Preventing tragedy by listening to kids

Twice in the last week, authorities say they prevented mass shootings in schools. The first is in Riverton, Kan., where five teenage boys fully intended to go on a shooting spree at their high school but were stopped after one of them discussed the plot on a Web site, law enforcement and school officials said.

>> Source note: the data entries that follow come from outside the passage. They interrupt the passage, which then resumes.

//! End-to-end coverage driving the full parse -> plan -> codegen ->
//! execute pipeline against a real on-disk database, plus a handful of
//! operator-level invariants that don't need the whole pipeline to
//! exercise.

use std::collections::HashSet;

use rdf_core::codegen;
use rdf_core::database::Database;
use rdf_core::ids::{Order, Triple};
use rdf_core::operator::filter::Filter;
use rdf_core::operator::groupify::{Aggregate, GroupBy};
use rdf_core::operator::scan::IndexScan;
use rdf_core::operator::selection::Predicate;
use rdf_core::operator::Operator;
use rdf_core::query::parser::Parser;
use rdf_core::query::planner::build_plan;
use rdf_core::runtime::Runtime;

fn open_db() -> (Database, tempfile::TempDir) {
    let dir = tempfile::tempdir().unwrap();
    let db = Database::create(dir.path().join("test.rdfdb")).unwrap();
    (db, dir)
}

fn load_triple(db: &Database, s: &str, p: &str, o: &str) -> Triple {
    let s = db.intern(s).unwrap();
    let p = db.intern(p).unwrap();
    let o = db.intern(o).unwrap();
    let triple = Triple::new(s, p, o);
    db.bulk_insert(triple).unwrap();
    triple
}

/// Run a query against `db` and collect every row as a vector of
/// decoded strings in `output_names` order.
fn run(db: &Database, src: &str) -> (Vec<String>, Vec<Vec<String>>) {
    let graph = Parser::parse(src).unwrap();
    let plan = build_plan(&graph).unwrap();
    let compiled = codegen::compile(&plan, db.facts(), db.differential(), db.dictionary()).unwrap();
    let dict = db.dictionary();

    let decode = |rt: &Runtime, registers: &[usize]| -> Vec<String> {
        registers
            .iter()
            .map(|&r| match rt.get(r) {
                rdf_core::runtime::Register::Id(id) => dict.lookup_string(*id).unwrap_or_default(),
                rdf_core::runtime::Register::Number(n) => n.to_string(),
                rdf_core::runtime::Register::Bool(b) => b.to_string(),
                rdf_core::runtime::Register::Unbound => String::new(),
            })
            .collect()
    };

    let mut rt = Runtime::new(compiled.register_count);
    let mut op = compiled.operator;
    let mut rows = Vec::new();
    let mut mult = op.first(&mut rt).unwrap();
    while mult != 0 {
        rows.push(decode(&rt, &compiled.output_registers));
        mult = op.next(&mut rt).unwrap();
    }
    (compiled.output_names, rows)
}

// Scenario 1: single bound object, unique variable projected.
#[test]
fn single_pattern_query_returns_matching_subjects() {
    let (db, _dir) = open_db();
    load_triple(&db, "a", "knows", "b");
    load_triple(&db, "a", "knows", "c");
    load_triple(&db, "b", "knows", "c");

    let (_names, rows) = run(&db, "SELECT ?x WHERE { ?x knows c . }");
    let got: HashSet<String> = rows.into_iter().map(|r| r[0].clone()).collect();
    assert_eq!(got, HashSet::from(["a".to_string(), "b".to_string()]));
}

// Scenario 2: ORDER BY on two variables over a two-variable pattern.
#[test]
fn order_by_two_variables_sorts_lexicographically_by_intern_order() {
    let (db, _dir) = open_db();
    load_triple(&db, "a", "knows", "b");
    load_triple(&db, "a", "knows", "c");
    load_triple(&db, "b", "knows", "c");

    let (_names, rows) = run(&db, "SELECT ?x ?y WHERE { ?x knows ?y . } ORDER BY ?x ?y");
    assert_eq!(
        rows,
        vec![
            vec!["a".to_string(), "b".to_string()],
            vec!["a".to_string(), "c".to_string()],
            vec!["b".to_string(), "c".to_string()],
        ]
    );
}

// Scenario 3: an unsynced differential insert is visible to a scan
// immediately, merged with the base segments.
#[test]
fn differential_insert_is_visible_before_sync() {
    let (db, _dir) = open_db();
    load_triple(&db, "a", "knows", "b");
    load_triple(&db, "a", "knows", "c");
    load_triple(&db, "b", "knows", "c");

    let a = db.intern("a").unwrap();
    let knows = db.intern("knows").unwrap();
    let d = db.intern("d").unwrap();
    db.load(1, Triple::new(a, knows, d));

    let (_names, rows) = run(&db, "SELECT ?y WHERE { a knows ?y . }");
    let got: HashSet<String> = rows.into_iter().map(|r| r[0].clone()).collect();
    assert_eq!(got, HashSet::from(["b".to_string(), "c".to_string(), "d".to_string()]));
}

// Scenario 4: after sync() the same query still sees the merged fact,
// and the fully-aggregated projection reflects the new count.
#[test]
fn sync_merges_differential_and_updates_fully_aggregated_count() {
    let (db, _dir) = open_db();
    load_triple(&db, "a", "knows", "b");
    load_triple(&db, "a", "knows", "c");
    load_triple(&db, "b", "knows", "c");

    let a = db.intern("a").unwrap();
    let knows = db.intern("knows").unwrap();
    let d = db.intern("d").unwrap();
    db.load(1, Triple::new(a, knows, d));
    db.sync().unwrap();

    let (_names, rows) = run(&db, "SELECT ?y WHERE { a knows ?y . }");
    let got: HashSet<String> = rows.into_iter().map(|r| r[0].clone()).collect();
    assert_eq!(got, HashSet::from(["b".to_string(), "c".to_string(), "d".to_string()]));

    let mut cursor = db.facts().fully_aggregated(Order::Spo).unwrap().scan(Some(a)).unwrap();
    let (v1, count) = cursor.next().unwrap().expect("subject 'a' has an entry");
    assert_eq!(v1, a);
    assert_eq!(count, 3);
}

// Scenario 6: a UNION of two patterns that share the projected
// variable. Each branch contributes its own matches; nothing from a
// branch with no shared variable would ever merge registers.
#[test]
fn union_of_two_patterns_combines_both_branches() {
    let (db, _dir) = open_db();
    load_triple(&db, "a", "knows", "b");
    load_triple(&db, "a", "knows", "c");
    load_triple(&db, "b", "knows", "c");

    let (_names, rows) = run(&db, "SELECT ?x WHERE { { ?x knows b . } UNION { ?x knows c . } }");
    let got: HashSet<String> = rows.iter().map(|r| r[0].clone()).collect();
    assert_eq!(got, HashSet::from(["a".to_string(), "b".to_string()]));
    // both branches are sorted ascending by x, so the merge sees x=a on
    // both sides at once and settles it as a single tied row before
    // draining the right branch's remaining x=b; two rows out, not three.
    assert_eq!(rows.len(), 2);
}

// COUNT(*) over every fact: grouping with no key registers collapses
// the whole scan into a single group, the same mechanism a `GROUP BY`
// with a real key uses. The planner/parser don't yet have a surface
// form for this (see DESIGN.md), so it's exercised directly against
// the operator.
#[test]
fn group_by_with_no_keys_counts_every_row() {
    let (db, _dir) = open_db();
    load_triple(&db, "a", "knows", "b");
    load_triple(&db, "a", "knows", "c");
    load_triple(&db, "b", "knows", "c");
    load_triple(&db, "a", "knows", "d");

    let scan = IndexScan::new(
        Order::Spo,
        [Some(0), Some(1), Some(2)],
        [None, None, None],
        db.facts(),
        db.differential(),
    );
    let mut group_by = GroupBy::new(Box::new(scan), vec![], vec![(Aggregate::Count, 3)]);
    let mut rt = Runtime::new(4);
    let mult = group_by.first(&mut rt).unwrap();
    assert_eq!(mult, 1);
    assert_eq!(rt.get(3).as_number(), Some(4.0));
    assert_eq!(group_by.next(&mut rt).unwrap(), 0);
}

// Universal invariant: a FILTER(var IN {}) can never be satisfied.
#[test]
fn filter_with_empty_in_list_drops_every_row() {
    let (db, _dir) = open_db();
    load_triple(&db, "a", "knows", "b");
    load_triple(&db, "a", "knows", "c");

    let scan = IndexScan::new(
        Order::Spo,
        [Some(0), Some(1), Some(2)],
        [None, None, None],
        db.facts(),
        db.differential(),
    );
    let predicate = Predicate::In(Box::new(Predicate::VariableRef(0)), vec![]);
    let mut filter = Filter::new(Box::new(scan), predicate, db.dictionary());
    let mut rt = Runtime::new(3);
    assert_eq!(filter.first(&mut rt).unwrap(), 0);
}

// Boundary: scanning with a leading-column bound value past every
// stored key returns immediately with no match and releases its
// latches (the tree's own drop path, nothing left open for the caller
// to leak).
#[test]
fn scan_with_out_of_range_bound_prefix_returns_empty() {
    let (db, _dir) = open_db();
    load_triple(&db, "a", "knows", "b");

    let missing = db.intern("zzz_not_a_subject").unwrap();
    let mut scan = IndexScan::new(
        Order::Spo,
        [Some(0), Some(1), Some(2)],
        [Some(missing), None, None],
        db.facts(),
        db.differential(),
    );
    let mut rt = Runtime::new(3);
    assert_eq!(scan.first(&mut rt).unwrap(), 0);
}

// Boundary: loading the same triple via bulk_insert twice and then
// syncing an empty differential overlay must not double the fully
// aggregated count beyond what the two physical inserts produced (the
// overlay itself contributes nothing here, this is a pure base-segment
// check that `sync()` on an empty overlay is a no-op for existing
// counts).
#[test]
fn sync_with_empty_overlay_leaves_base_counts_untouched() {
    let (db, _dir) = open_db();
    let a = db.intern("a").unwrap();
    load_triple(&db, "a", "knows", "b");
    db.sync().unwrap();

    let mut cursor = db.facts().fully_aggregated(Order::Spo).unwrap().scan(Some(a)).unwrap();
    let (_, count) = cursor.next().unwrap().expect("subject 'a' has an entry");
    assert_eq!(count, 1);
}

// Reopening a synced database preserves both the dictionary and the
// base facts, including the fully-aggregated projection.
#[test]
fn reopen_after_sync_preserves_query_results() {
    let dir = tempfile::tempdir().unwrap();
    let path = dir.path().join("reopen.rdfdb");
    {
        let db = Database::create(&path).unwrap();
        load_triple(&db, "a", "knows", "b");
        load_triple(&db, "a", "knows", "c");
        db.sync().unwrap();
    }
    let db = Database::open(&path).unwrap();
    let (_names, rows) = run(&db, "SELECT ?y WHERE { a knows ?y . }");
    let got: HashSet<String> = rows.into_iter().map(|r| r[0].clone()).collect();
    assert_eq!(got, HashSet::from(["b".to_string(), "c".to_string()]));
}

The latest is in a small town near Anchorage, Alaska, where six seventh-graders suspected of plotting a deadly attack on a school were arrested this weekend. Nine other seventh-graders also were suspended in possible connection with the elaborate scheme to kill faculty and classmates using guns and knives at the school, where about 500 sixth- through eighth-graders have four weeks until summer vacation, AP reports. The name of the school (really) is North Pole Middle School, and is about 14 miles southeast of Fairbanks. The group wanted to seek revenge for being picked on, the town's police chief said.

What led to these nick-of-time arrrests?

In Kansas, authorities were alerted to threats on the Web site myspace.com. That quickly led to the identification of the five suspects and the recovery of an undisclosed number of weapons at the home of one of the suspects. In Alaska, a student told a parent about threats overheard at school last Monday, the day before the shootings were to occur. USA Today has updated info here.

So something is working. Some kids are talking to parents, and some authorities are slowly waking up to the reality of how much of kids' lives are now lived on the Internet. There likely are other examples of prevented tragedies like this across the country that have not made the news. Listening to kids is more important than ever.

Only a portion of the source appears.